- _Your assignment_: The response must contain every record, repeated exactly.

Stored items
------
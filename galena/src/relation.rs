//! Relations: id-addressable object stores.
//!
//! A relation is the collaborator the query and index layers read
//! vectors from. The contract is deliberately narrow: lookup by id,
//! deterministic id enumeration, and a fixed dimensionality.

use indexmap::IndexMap;

use crate::errors::{GalenaError, GalenaResult};
use crate::id::ObjectId;

/// An id-addressable store of vectors.
///
/// Implementations must enumerate ids in a deterministic order so
/// that scans over the same relation are reproducible.
pub trait Relation: Send + Sync {
    /// Returns the vector stored under `id`, if present.
    fn get(&self, id: ObjectId) -> Option<&[f64]>;

    /// All ids in this relation, in deterministic order.
    fn ids(&self) -> Vec<ObjectId>;

    /// Number of objects in this relation.
    fn count(&self) -> usize;

    /// Dimensionality shared by all vectors; `None` while empty.
    fn dimensionality(&self) -> Option<usize>;
}

/// An insertion-ordered, in-memory relation.
///
/// The first inserted vector fixes the dimensionality; all later
/// vectors must match it.
#[derive(Debug, Clone, Default)]
pub struct VectorRelation {
    vectors: IndexMap<ObjectId, Vec<f64>>,
    dimensionality: Option<usize>,
}

impl VectorRelation {
    pub fn new() -> Self {
        Self::default()
    }

    /// Inserts a vector under `id`. Re-inserting an existing id
    /// replaces the previous vector.
    pub fn insert(&mut self, id: ObjectId, coords: Vec<f64>) -> GalenaResult<()> {
        if coords.is_empty() {
            return Err(GalenaError::Configuration(
                "cannot insert a zero-dimensional vector".into(),
            ));
        }
        match self.dimensionality {
            None => self.dimensionality = Some(coords.len()),
            Some(expected) if expected != coords.len() => {
                return Err(GalenaError::DimensionMismatch {
                    expected,
                    actual: coords.len(),
                });
            }
            Some(_) => {}
        }
        if self.vectors.insert(id, coords).is_some() {
            log::debug!("replaced vector for object {}", id);
        }
        Ok(())
    }

    /// Builds a relation from `(id, vector)` pairs.
    pub fn from_pairs<I>(pairs: I) -> GalenaResult<Self>
    where
        I: IntoIterator<Item = (ObjectId, Vec<f64>)>,
    {
        let mut relation = Self::new();
        for (id, coords) in pairs {
            relation.insert(id, coords)?;
        }
        Ok(relation)
    }

    pub fn is_empty(&self) -> bool {
        self.vectors.is_empty()
    }
}

impl Relation for VectorRelation {
    fn get(&self, id: ObjectId) -> Option<&[f64]> {
        self.vectors.get(&id).map(|v| v.as_slice())
    }

    fn ids(&self) -> Vec<ObjectId> {
        self.vectors.keys().copied().collect()
    }

    fn count(&self) -> usize {
        self.vectors.len()
    }

    fn dimensionality(&self) -> Option<usize> {
        self.dimensionality
    }
}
------
- _Answer to the exercise_:
filename galena/src/relation.rs
//! Relations: id-addressable object stores.
//!
//! A relation is the collaborator the query and index layers read
//! vectors from. The contract is deliberately narrow: lookup by id,
//! deterministic id enumeration, and a fixed dimensionality.

use indexmap::IndexMap;

use crate::errors::{GalenaError, GalenaResult};
use crate::id::ObjectId;

/// An id-addressable store of vectors.
///
/// Implementations must enumerate ids in a deterministic order so
/// that scans over the same relation are reproducible.
pub trait Relation: Send + Sync {
    /// Returns the vector stored under `id`, if present.
    fn get(&self, id: ObjectId) -> Option<&[f64]>;

    /// All ids in this relation, in deterministic order.
    fn ids(&self) -> Vec<ObjectId>;

    /// Number of objects in this relation.
    fn count(&self) -> usize;

    /// Dimensionality shared by all vectors; `None` while empty.
    fn dimensionality(&self) -> Option<usize>;
}

/// An insertion-ordered, in-memory relation.
///
/// The first inserted vector fixes the dimensionality; all later
/// vectors must match it.
#[derive(Debug, Clone, Default)]
pub struct VectorRelation {
    vectors: IndexMap<ObjectId, Vec<f64>>,
    dimensionality: Option<usize>,
}

impl VectorRelation {
    pub fn new() -> Self {
        Self::default()
    }

    /// Inserts a vector under `id`. Re-inserting an existing id
    /// replaces the previous vector.
    pub fn insert(&mut self, id: ObjectId, coords: Vec<f64>) -> GalenaResult<()> {
        if coords.is_empty() {
            return Err(GalenaError::Configuration(
                "cannot insert a zero-dimensional vector".into(),
            ));
        }
        match self.dimensionality {
            None => self.dimensionality = Some(coords.len()),
            Some(expected) if expected != coords.len() => {
                return Err(GalenaError::DimensionMismatch {
                    expected,
                    actual: coords.len(),
                });
            }
            Some(_) => {}
        }
        if self.vectors.insert(id, coords).is_some() {
            log::debug!("replaced vector for object {}", id);
        }
        Ok(())
    }

    /// Builds a relation from `(id, vector)` pairs.
    pub fn from_pairs<I>(pairs: I) -> GalenaResult<Self>
    where
        I: IntoIterator<Item = (ObjectId, Vec<f64>)>,
    {
        let mut relation = Self::new();
        for (id, coords) in pairs {
            relation.insert(id, coords)?;
        }
        Ok(relation)
    }

    pub fn is_empty(&self) -> bool {
        self.vectors.is_empty()
    }
}

impl Relation for VectorRelation {
    fn get(&self, id: ObjectId) -> Option<&[f64]> {
        self.vectors.get(&id).map(|v| v.as_slice())
    }

    fn ids(&self) -> Vec<ObjectId> {
        self.vectors.keys().copied().collect()
    }

    fn count(&self) -> usize {
        self.vectors.len()
    }

    fn dimensionality(&self) -> Option<usize> {
        self.dimensionality
    }
}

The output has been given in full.